--- WHAT IS BEING ASKED ---
State the number of lines with "crate" in the listing, leaving out everything else.

■ ■ ■ ■

//! Cache Manager
//!
//! One per member. Owns the member's caches, its transport, and answers
//! commands sent by other members of the cluster.

use std::sync::{Arc, Weak};

use async_trait::async_trait;
use bytes::Bytes;
use dashmap::mapref::entry::Entry;
use dashmap::DashMap;
use tracing::{debug, info, instrument, warn};

use crate::cache::Cache;
use crate::commands::ReplicableCommand;
use crate::config::CacheConfig;
use crate::error::{Error, Result};
use crate::marshall::VersionAwareMarshaller;
use crate::remoting::{Address, CommandHandler, LocalCluster, LocalTransport, Response, RpcManager};

pub struct CacheManager {
    address: Address,
    marshaller: VersionAwareMarshaller,
    cluster: Option<Arc<LocalCluster>>,
    transport: Option<Arc<dyn RpcManager>>,
    caches: DashMap<String, Arc<Cache>>,
}

impl CacheManager {
    /// A manager that can only host local caches
    pub fn local(marshaller: VersionAwareMarshaller) -> Arc<Self> {
        Arc::new(Self {
            address: Address::random(),
            marshaller,
            cluster: None,
            transport: None,
            caches: DashMap::new(),
        })
    }

    /// Join `cluster` under a generated address
    pub fn clustered(cluster: &Arc<LocalCluster>, marshaller: VersionAwareMarshaller) -> Arc<Self> {
        Self::clustered_as(cluster, Address::random(), marshaller)
    }

    /// Join `cluster` under `address`
    pub fn clustered_as(
        cluster: &Arc<LocalCluster>,
        address: Address,
        marshaller: VersionAwareMarshaller,
    ) -> Arc<Self> {
        let transport: Arc<dyn RpcManager> = Arc::new(LocalTransport::new(
            address.clone(),
            Arc::clone(cluster),
            marshaller.clone(),
        ));
        let manager = Arc::new(Self {
            address: address.clone(),
            marshaller,
            cluster: Some(Arc::clone(cluster)),
            transport: Some(transport),
            caches: DashMap::new(),
        });
        let handler: Weak<CacheManager> = Arc::downgrade(&manager);
        cluster.join(address, handler);
        info!(address = %manager.address, "cache manager joined cluster");
        manager
    }

    pub fn address(&self) -> &Address {
        &self.address
    }

    pub fn marshaller(&self) -> &VersionAwareMarshaller {
        &self.marshaller
    }

    /// Current cluster view; just this member when not clustered
    pub fn members(&self) -> Vec<Address> {
        match &self.transport {
            Some(transport) => transport.members(),
            None => vec![self.address.clone()],
        }
    }

    /// Create and start a cache
    pub async fn define_cache(&self, name: impl Into<String>, config: CacheConfig) -> Result<Arc<Cache>> {
        let name = name.into();
        let cache = Arc::new(Cache::new(
            name.clone(),
            config,
            self.marshaller.clone(),
            self.transport.clone(),
        )?);
        match self.caches.entry(name.clone()) {
            Entry::Occupied(_) => return Err(Error::Config(format!("cache {name} is already defined"))),
            Entry::Vacant(slot) => {
                slot.insert(Arc::clone(&cache));
            }
        }
        cache.start().await?;
        debug!(cache = %name, node = %self.address, "cache defined");
        Ok(cache)
    }

    pub fn cache(&self, name: &str) -> Result<Arc<Cache>> {
        self.caches
            .get(name)
            .map(|c| Arc::clone(c.value()))
            .ok_or_else(|| Error::CacheNotDefined(name.to_string()))
    }

    pub fn cache_names(&self) -> Vec<String> {
        self.caches.iter().map(|c| c.key().clone()).collect()
    }

    /// Stop every cache and leave the cluster
    pub async fn stop(&self) -> Result<()> {
        let caches: Vec<Arc<Cache>> = self.caches.iter().map(|c| Arc::clone(c.value())).collect();
        for cache in caches {
            cache.stop().await?;
        }
        if let Some(cluster) = &self.cluster {
            cluster.leave(&self.address);
        }
        info!(address = %self.address, "cache manager stopped");
        Ok(())
    }
}

#[async_trait]
impl CommandHandler for CacheManager {
    #[instrument(skip(self, payload), fields(node = %self.address))]
    async fn handle(&self, origin: Address, payload: Bytes) -> Result<Bytes> {
        let command = ReplicableCommand::decode(&self.marshaller, payload)?;
        let cache = self
            .caches
            .get(command.cache_name())
            .map(|c| Arc::clone(c.value()));

        let response = match (cache, command) {
            (None, command) => {
                warn!(cache = command.cache_name(), "command for a cache that is not defined here");
                Response::Invalid
            }
            (Some(cache), ReplicableCommand::Single(single)) => {
                cache.handle_remote_write(origin, single.command).await?
            }
            (Some(cache), ReplicableCommand::ClusteredGet(get)) => cache.handle_clustered_get(&get.key)?,
        };
        self.marshaller.object_to_bytes(&response.to_object())
    }
}

impl std::fmt::Debug for CacheManager {
    fn fmt(&self, f: &mut std::fmt::Formatter<'_>) -> std::fmt::Result {
        f.debug_struct("CacheManager")
            .field("address", &self.address)
            .field("caches", &self.cache_names())
            .finish()
    }
}

// =============================================================================
// Tests
// =============================================================================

■ ■ ■ ■

--- RESULT OF THE EXERCISE ---
6